▶ [THE PROBLEM]:
Scan the records for the string "BadRequest" and copy every line that holds it.
GIVEN INFORMATION section start
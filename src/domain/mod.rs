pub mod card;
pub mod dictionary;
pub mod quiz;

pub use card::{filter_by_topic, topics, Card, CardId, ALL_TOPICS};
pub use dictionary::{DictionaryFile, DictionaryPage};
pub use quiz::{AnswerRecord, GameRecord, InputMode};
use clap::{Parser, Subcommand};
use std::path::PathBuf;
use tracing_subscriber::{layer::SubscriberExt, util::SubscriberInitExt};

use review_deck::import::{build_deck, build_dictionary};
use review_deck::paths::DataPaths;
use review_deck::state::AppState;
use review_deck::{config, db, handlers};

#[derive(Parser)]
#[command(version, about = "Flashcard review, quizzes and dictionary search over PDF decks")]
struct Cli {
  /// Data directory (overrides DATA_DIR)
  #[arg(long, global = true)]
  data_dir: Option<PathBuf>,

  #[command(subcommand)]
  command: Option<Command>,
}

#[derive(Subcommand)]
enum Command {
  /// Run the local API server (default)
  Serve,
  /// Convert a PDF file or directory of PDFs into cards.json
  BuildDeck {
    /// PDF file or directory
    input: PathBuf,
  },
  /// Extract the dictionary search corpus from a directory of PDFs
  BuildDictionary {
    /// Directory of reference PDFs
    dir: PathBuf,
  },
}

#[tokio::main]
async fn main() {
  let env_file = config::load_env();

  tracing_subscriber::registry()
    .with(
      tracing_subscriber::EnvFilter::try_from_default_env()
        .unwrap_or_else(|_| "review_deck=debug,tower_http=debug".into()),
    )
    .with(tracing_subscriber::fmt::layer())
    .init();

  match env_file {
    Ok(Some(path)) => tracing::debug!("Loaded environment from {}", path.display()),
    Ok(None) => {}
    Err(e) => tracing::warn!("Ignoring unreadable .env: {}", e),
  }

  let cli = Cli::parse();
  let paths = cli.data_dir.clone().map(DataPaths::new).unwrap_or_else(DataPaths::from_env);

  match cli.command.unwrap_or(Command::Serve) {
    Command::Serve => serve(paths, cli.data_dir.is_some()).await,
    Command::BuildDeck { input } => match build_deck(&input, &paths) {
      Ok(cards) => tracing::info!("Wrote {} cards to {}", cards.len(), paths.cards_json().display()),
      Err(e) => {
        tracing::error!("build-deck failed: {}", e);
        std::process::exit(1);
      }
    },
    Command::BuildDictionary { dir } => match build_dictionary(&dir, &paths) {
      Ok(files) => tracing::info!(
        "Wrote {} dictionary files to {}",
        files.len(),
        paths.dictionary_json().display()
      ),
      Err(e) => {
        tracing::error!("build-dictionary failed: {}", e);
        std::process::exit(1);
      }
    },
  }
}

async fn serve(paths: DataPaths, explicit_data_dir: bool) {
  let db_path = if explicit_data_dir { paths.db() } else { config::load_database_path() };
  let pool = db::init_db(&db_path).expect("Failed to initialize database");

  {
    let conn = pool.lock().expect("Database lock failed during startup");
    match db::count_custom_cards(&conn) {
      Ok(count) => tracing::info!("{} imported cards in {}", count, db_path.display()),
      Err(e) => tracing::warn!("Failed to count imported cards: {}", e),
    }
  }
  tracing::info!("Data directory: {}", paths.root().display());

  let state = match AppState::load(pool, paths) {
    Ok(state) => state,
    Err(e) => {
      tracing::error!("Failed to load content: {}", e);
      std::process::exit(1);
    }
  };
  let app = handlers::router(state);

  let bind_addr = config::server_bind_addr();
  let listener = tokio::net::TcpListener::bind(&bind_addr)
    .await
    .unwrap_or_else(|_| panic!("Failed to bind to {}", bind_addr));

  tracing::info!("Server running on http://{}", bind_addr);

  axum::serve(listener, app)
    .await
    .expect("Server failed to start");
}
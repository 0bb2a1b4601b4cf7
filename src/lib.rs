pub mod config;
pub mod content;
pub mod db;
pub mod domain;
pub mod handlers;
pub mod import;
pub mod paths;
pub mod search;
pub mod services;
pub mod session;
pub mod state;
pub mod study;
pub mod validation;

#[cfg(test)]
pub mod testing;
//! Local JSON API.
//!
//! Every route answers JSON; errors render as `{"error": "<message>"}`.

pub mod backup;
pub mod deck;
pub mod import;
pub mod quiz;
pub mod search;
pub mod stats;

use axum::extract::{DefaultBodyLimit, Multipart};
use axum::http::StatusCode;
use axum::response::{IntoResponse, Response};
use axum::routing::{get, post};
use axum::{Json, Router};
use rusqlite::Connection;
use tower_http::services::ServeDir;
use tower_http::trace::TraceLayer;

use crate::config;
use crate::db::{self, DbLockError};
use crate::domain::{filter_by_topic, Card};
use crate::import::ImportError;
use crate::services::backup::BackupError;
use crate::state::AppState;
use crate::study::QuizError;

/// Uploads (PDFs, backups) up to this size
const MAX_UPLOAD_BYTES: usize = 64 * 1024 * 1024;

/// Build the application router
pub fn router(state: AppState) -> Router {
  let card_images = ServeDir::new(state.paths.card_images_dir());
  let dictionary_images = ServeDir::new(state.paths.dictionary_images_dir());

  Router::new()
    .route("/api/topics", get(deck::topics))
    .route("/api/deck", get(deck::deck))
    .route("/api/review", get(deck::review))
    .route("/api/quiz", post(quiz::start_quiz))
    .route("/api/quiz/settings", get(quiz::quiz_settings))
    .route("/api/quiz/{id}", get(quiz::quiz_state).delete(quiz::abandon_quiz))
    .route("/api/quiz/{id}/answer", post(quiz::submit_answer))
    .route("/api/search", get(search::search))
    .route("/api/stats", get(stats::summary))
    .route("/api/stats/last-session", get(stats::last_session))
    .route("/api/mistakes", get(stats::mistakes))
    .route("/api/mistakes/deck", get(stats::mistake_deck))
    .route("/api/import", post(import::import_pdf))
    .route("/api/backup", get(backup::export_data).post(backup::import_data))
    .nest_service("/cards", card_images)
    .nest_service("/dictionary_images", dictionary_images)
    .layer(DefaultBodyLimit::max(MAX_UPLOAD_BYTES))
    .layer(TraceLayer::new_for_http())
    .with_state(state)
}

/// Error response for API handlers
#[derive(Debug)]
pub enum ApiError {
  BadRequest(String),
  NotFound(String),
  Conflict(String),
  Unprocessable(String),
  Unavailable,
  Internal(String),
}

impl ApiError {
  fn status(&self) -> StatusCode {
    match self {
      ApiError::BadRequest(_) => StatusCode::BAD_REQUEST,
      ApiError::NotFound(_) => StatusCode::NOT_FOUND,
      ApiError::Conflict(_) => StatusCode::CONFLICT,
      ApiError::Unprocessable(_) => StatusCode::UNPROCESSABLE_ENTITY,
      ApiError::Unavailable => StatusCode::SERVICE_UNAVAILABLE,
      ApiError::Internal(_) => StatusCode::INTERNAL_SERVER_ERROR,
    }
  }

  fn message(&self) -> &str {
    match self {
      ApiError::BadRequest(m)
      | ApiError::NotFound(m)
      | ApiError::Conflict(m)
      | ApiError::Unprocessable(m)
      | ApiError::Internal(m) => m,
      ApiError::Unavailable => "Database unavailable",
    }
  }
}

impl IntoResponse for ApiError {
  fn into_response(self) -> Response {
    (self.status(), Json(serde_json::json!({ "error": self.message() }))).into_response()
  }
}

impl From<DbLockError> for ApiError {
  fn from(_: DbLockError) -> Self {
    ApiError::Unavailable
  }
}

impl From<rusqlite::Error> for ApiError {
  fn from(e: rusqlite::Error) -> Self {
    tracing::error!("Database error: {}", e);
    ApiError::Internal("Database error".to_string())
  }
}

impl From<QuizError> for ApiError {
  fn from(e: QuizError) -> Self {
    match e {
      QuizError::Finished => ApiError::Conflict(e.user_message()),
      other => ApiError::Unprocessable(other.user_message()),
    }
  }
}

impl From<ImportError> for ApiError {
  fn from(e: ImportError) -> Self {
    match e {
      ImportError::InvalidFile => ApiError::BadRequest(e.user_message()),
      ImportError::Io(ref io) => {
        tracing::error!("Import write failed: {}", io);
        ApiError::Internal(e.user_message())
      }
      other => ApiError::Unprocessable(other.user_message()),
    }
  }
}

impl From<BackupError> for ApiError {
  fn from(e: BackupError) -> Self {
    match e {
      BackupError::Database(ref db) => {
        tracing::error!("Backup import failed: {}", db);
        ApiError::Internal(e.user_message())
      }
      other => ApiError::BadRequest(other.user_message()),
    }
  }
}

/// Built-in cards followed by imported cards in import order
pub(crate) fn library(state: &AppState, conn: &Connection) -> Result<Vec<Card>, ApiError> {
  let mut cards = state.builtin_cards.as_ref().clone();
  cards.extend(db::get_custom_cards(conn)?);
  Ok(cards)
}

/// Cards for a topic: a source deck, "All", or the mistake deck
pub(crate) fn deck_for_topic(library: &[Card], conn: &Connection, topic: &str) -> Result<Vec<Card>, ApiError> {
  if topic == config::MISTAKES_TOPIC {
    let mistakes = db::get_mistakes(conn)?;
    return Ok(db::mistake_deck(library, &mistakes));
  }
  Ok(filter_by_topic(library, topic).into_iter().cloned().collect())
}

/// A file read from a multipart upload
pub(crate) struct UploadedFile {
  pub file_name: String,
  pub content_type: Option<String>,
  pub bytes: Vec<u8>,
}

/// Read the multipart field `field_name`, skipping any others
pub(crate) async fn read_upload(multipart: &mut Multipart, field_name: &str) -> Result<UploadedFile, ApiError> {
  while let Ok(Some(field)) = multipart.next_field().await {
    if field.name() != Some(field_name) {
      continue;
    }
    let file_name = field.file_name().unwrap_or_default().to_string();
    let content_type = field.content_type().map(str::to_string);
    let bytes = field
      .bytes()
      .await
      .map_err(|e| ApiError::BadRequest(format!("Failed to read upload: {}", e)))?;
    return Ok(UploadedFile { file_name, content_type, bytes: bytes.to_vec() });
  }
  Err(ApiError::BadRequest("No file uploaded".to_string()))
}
GIVEN INFORMATION section end
▶ [ANSWER TO THIS TASK]:
  BadRequest(String),
      ApiError::BadRequest(_) => StatusCode::BAD_REQUEST,
      ApiError::BadRequest(m)
      ImportError::InvalidFile => ApiError::BadRequest(e.user_message()),
      other => ApiError::BadRequest(other.user_message()),
      .map_err(|e| ApiError::BadRequest(format!("Failed to read upload: {}", e)))?;
  Err(ApiError::BadRequest("No file uploaded".to_string()))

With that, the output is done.